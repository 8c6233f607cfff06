//! Hot reload of agent configuration through the broker's change channel

use serde_json::json;
use std::sync::Arc;
use std::time::Duration;
use tempfile::TempDir;

use taskmesh_agent::{
    AgentRuntime, ConfigHandle, ConfigManager, EchoAgent, ManagedAgent, RuntimeOptions,
};
use taskmesh_broker::InMemoryBroker;
use taskmesh_core::into_payload;

#[tokio::test]
async fn test_running_agent_sees_config_updates() {
    let broker = Arc::new(InMemoryBroker::new());
    let dir = TempDir::new().unwrap();
    let configs = ConfigManager::new(broker.clone(), dir.path()).await.unwrap();

    let live = configs.watch("Echo").await.unwrap();
    let runtime = AgentRuntime::start(
        EchoAgent,
        broker.clone(),
        RuntimeOptions::default().with_config(ConfigHandle::Live(live)),
    )
    .await
    .unwrap();
    assert_eq!(runtime.config().timeout, 3600);

    configs
        .update_config("Echo", into_payload(json!({"timeout": 600, "max_tokens": 256})))
        .await
        .unwrap();

    let deadline = tokio::time::Instant::now() + Duration::from_secs(5);
    while runtime.config().timeout != 600 {
        assert!(tokio::time::Instant::now() < deadline, "update never arrived");
        tokio::time::sleep(Duration::from_millis(10)).await;
    }

    let status = runtime.get_health_status();
    assert_eq!(status.config.setting("max_tokens"), Some(&json!(256)));
}

#[tokio::test]
async fn test_file_store_survives_broker_loss() {
    let dir = TempDir::new().unwrap();

    let first = ConfigManager::new(Arc::new(InMemoryBroker::new()), dir.path())
        .await
        .unwrap();
    let updated = first
        .update_config("DocumentAnalyzer", into_payload(json!({"retry_delay": 5})))
        .await
        .unwrap();

    // A fresh broker has no cached copy; the YAML file is the source
    let second = ConfigManager::new(Arc::new(InMemoryBroker::new()), dir.path())
        .await
        .unwrap();
    let reloaded = second.load_config("document_analyzer").await.unwrap();
    assert_eq!(reloaded.retry_delay, 5);
    assert_eq!(reloaded.updated_at, updated.updated_at);
}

★ ★ ★ ★ ★

→ **WORK REQUIRED**
Your answer should be each line from the preceding material in which the word "tokio" occurs.

→ **TASK ANSWER**
#[tokio::test]
    let deadline = tokio::time::Instant::now() + Duration::from_secs(5);
        assert!(tokio::time::Instant::now() < deadline, "update never arrived");
        tokio::time::sleep(Duration::from_millis(10)).await;
#[tokio::test]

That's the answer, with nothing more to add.